As well, the rules of taxation were changed so that child support was no longer deductible by the person who paid it -- all of which represented a large increase in what many fathers had to pay. "I think the guidelines were a tremendous tax grab by the government," argues lawyer Rochelle Cantor.
The guidelines also allow for a reduction or an elimination of child-support payments when a parent has access to a child 40% of the time or more and women's groups charge dads are just fighting for access now to reduce their payments.
Men's groups, meanwhile, have launched a lawsuit claiming the federal model violates the charter's protection against discrimination because it "arbitrarily requires men (in 90% of the cases) to make payments to their former spouses, using a formula that is not based on the needs of the children."
The system, they argue, "does not require the child support payments to be accounted for or in fact spent on the children. This deprives children of financial security."

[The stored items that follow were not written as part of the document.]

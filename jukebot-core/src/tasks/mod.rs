pub mod session_cleanup;

pub use session_cleanup::{run_session_cleanup, spawn_session_cleanup_task, CleanupStats};
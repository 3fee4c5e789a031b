// src/services/music_service.rs
//
// The surface the presentation layer talks to. Owns the registry and the
// services around it, and the background tasks that drive them.

use std::sync::Arc;

use tokio::sync::{mpsc, Mutex};
use tokio::task::JoinHandle;
use tracing::info;
use uuid::Uuid;

use jukebot_common::models::{
    GuildId, HistoryEntry, LoopMode, MemberId, PresenceChange, SkipOutcome, Track, TransportFinished,
};
use jukebot_common::traits::{Recommender, Resolver, SessionRepository, Transport};

use crate::config::{EngineConfig, RetryConfig};
use crate::eventbus::EventBus;
use crate::playback::{Enqueued, PromptResolution, SessionDeps, SessionRegistry, SessionStatus};
use crate::services::{AutoSkipOnLeave, RadioController, VoteSkipCoordinator};
use crate::tasks::spawn_session_cleanup_task;
use crate::utils::retry_with_backoff;
use crate::voice::{PresenceIntake, VoiceRoster};
use crate::Error;

/// Implementations of the external collaborators.
#[derive(Clone)]
pub struct Collaborators {
    pub resolver: Arc<dyn Resolver>,
    pub transport: Arc<dyn Transport>,
    pub repository: Arc<dyn SessionRepository>,
    pub recommender: Arc<dyn Recommender>,
}

pub struct MusicService {
    registry: Arc<SessionRegistry>,
    roster: Arc<VoiceRoster>,
    intake: PresenceIntake,
    votes: VoteSkipCoordinator,
    autoskip: Arc<AutoSkipOnLeave>,
    radio: Arc<RadioController>,
    resolver: Arc<dyn Resolver>,
    retry: RetryConfig,
    tasks: Mutex<Vec<JoinHandle<()>>>,
}

impl MusicService {
    /// Wires everything together and starts the transport listener, the
    /// auto-skip and radio subscribers and the cleanup task.
    pub async fn start(
        collaborators: Collaborators,
        event_bus: Arc<EventBus>,
        config: EngineConfig,
        transport_rx: mpsc::Receiver<TransportFinished>,
    ) -> Arc<Self> {
        let config = Arc::new(config);
        let registry = Arc::new(SessionRegistry::new(SessionDeps {
            resolver: collaborators.resolver.clone(),
            transport: collaborators.transport.clone(),
            repository: collaborators.repository.clone(),
            event_bus: event_bus.clone(),
            config: config.clone(),
        }));
        let roster = Arc::new(VoiceRoster::new());
        let intake = PresenceIntake::new(roster.clone(), event_bus.clone());
        let votes = VoteSkipCoordinator::new(roster.clone(), config.voting().clone());
        let autoskip = Arc::new(AutoSkipOnLeave::new(
            registry.clone(),
            roster.clone(),
            event_bus.clone(),
            config.autoskip().clone(),
        ));
        let radio = Arc::new(RadioController::new(
            registry.clone(),
            collaborators.recommender.clone(),
            event_bus.clone(),
            config.radio().clone(),
            config.retry().clone(),
        ));

        autoskip.start().await;
        radio.start().await;
        let listener = registry.spawn_transport_listener(transport_rx);
        let cleanup = spawn_session_cleanup_task(
            registry.clone(),
            Some(radio.clone()),
            collaborators.repository.clone(),
            config.cleanup().clone(),
        );
        info!("MusicService started");

        Arc::new(Self {
            registry,
            roster,
            intake,
            votes,
            autoskip,
            radio,
            resolver: collaborators.resolver,
            retry: config.retry().clone(),
            tasks: Mutex::new(vec![listener, cleanup]),
        })
    }

    pub fn registry(&self) -> &Arc<SessionRegistry> {
        &self.registry
    }

    pub fn roster(&self) -> &Arc<VoiceRoster> {
        &self.roster
    }

    /// Resolves `query` and queues it for the guild, creating the session on
    /// first use.
    pub async fn play(
        &self,
        guild_id: GuildId,
        member: MemberId,
        display_name: &str,
        query: &str,
    ) -> Result<Enqueued, Error> {
        let track = self.resolve(query).await?.with_requester(member, display_name);
        let session = self.registry.get_or_create(guild_id).await?;
        session.enqueue(track).await
    }

    pub async fn play_next(
        &self,
        guild_id: GuildId,
        member: MemberId,
        display_name: &str,
        query: &str,
    ) -> Result<Enqueued, Error> {
        let track = self.resolve(query).await?.with_requester(member, display_name);
        let session = self.registry.get_or_create(guild_id).await?;
        session.enqueue_next(track).await
    }

    async fn resolve(&self, query: &str) -> Result<Track, Error> {
        let resolver: &dyn Resolver = self.resolver.as_ref();
        retry_with_backoff(&self.retry, "resolve", move || resolver.resolve(query)).await
    }

    /// Plays whatever a restored session brought back.
    pub async fn resume_restored(&self, guild_id: GuildId) -> Result<Option<Track>, Error> {
        let session = self.registry.get_or_create(guild_id).await?;
        session.play_pending().await
    }

    pub async fn skip(&self, guild_id: GuildId, member: MemberId, privileged: bool) -> Result<SkipOutcome, Error> {
        let session = self.registry.get(guild_id)?;
        self.votes.request_skip(&session, member, privileged).await
    }

    pub async fn pause(&self, guild_id: GuildId) -> Result<(), Error> {
        self.registry.get(guild_id)?.pause().await
    }

    pub async fn resume(&self, guild_id: GuildId) -> Result<(), Error> {
        self.registry.get(guild_id)?.resume().await
    }

    pub async fn stop(&self, guild_id: GuildId) -> Result<(), Error> {
        self.registry.get(guild_id)?.stop().await
    }

    /// The bot leaves the guild's voice channel.
    pub async fn leave(&self, guild_id: GuildId) -> Result<(), Error> {
        self.registry.remove(guild_id).await?;
        self.roster.clear_guild(guild_id);
        Ok(())
    }

    pub async fn shuffle(&self, guild_id: GuildId) -> Result<usize, Error> {
        self.registry.get(guild_id)?.shuffle().await
    }

    pub async fn remove(&self, guild_id: GuildId, position: usize) -> Result<Track, Error> {
        self.registry.get(guild_id)?.remove(position).await
    }

    pub async fn move_track(&self, guild_id: GuildId, from: usize, to: usize) -> Result<(), Error> {
        self.registry.get(guild_id)?.move_track(from, to).await
    }

    pub async fn clear(&self, guild_id: GuildId) -> Result<usize, Error> {
        self.registry.get(guild_id)?.clear().await
    }

    /// Sets the loop mode, or cycles it when `mode` is `None`.
    pub async fn set_loop(&self, guild_id: GuildId, mode: Option<LoopMode>) -> Result<LoopMode, Error> {
        let session = self.registry.get(guild_id)?;
        match mode {
            Some(mode) => {
                session.set_loop_mode(mode).await?;
                Ok(mode)
            }
            None => session.cycle_loop_mode().await,
        }
    }

    pub async fn set_volume(&self, guild_id: GuildId, volume: f32) -> Result<(), Error> {
        self.registry.get(guild_id)?.set_volume(volume).await
    }

    pub async fn status(&self, guild_id: GuildId) -> Result<SessionStatus, Error> {
        self.registry.get(guild_id)?.status().await
    }

    pub async fn history(&self, guild_id: GuildId, limit: usize) -> Result<Vec<HistoryEntry>, Error> {
        Ok(self.registry.get(guild_id)?.recent_history(limit).await)
    }

    pub async fn toggle_radio(&self, guild_id: GuildId) -> Result<bool, Error> {
        self.radio.toggle(guild_id).await
    }

    pub async fn answer_prompt(&self, guild_id: GuildId, prompt_id: Uuid, keep: bool) -> Result<PromptResolution, Error> {
        self.autoskip.decide(guild_id, prompt_id, keep).await
    }

    pub async fn presence(&self, guild_id: GuildId, member: MemberId, change: PresenceChange) {
        self.intake.submit(guild_id, member, change).await;
    }

    /// Stops the background tasks and closes every session. Snapshots stay
    /// behind for the next start.
    pub async fn shutdown(&self) {
        self.autoskip.stop().await;
        self.radio.stop().await;
        for handle in self.tasks.lock().await.drain(..) {
            handle.abort();
        }
        self.registry.shutdown().await;
        info!("MusicService stopped");
    }
}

High profile divorce lawyer Harold Niman believes the system is actually working reasonably well. "Women feel they're being unfairly treated; men feel they're being unfairly treated," says Niman, who represented Nygard's former flame Kaarina Pakka and acts for "whoever calls first" in the divorce wars. "I don't think either of those views are accurate. Courts are dealing with things in a very fair way."
Cantor disagrees. "I think women do get off better when it comes to custody and access."
All too often, she says, she's seen the accusation of child abuse raised by the mother to win custody.
One of her clients had been falsely accused by his ex-wife of sexually abusing their child. By the time the two-year ordeal ended in his complete acquittal, the family court judge still decided to deny him any access to his son because he had been out of his child's life for too long.
"That child has a right to two parents. That judge took away that right," his lawyer argues.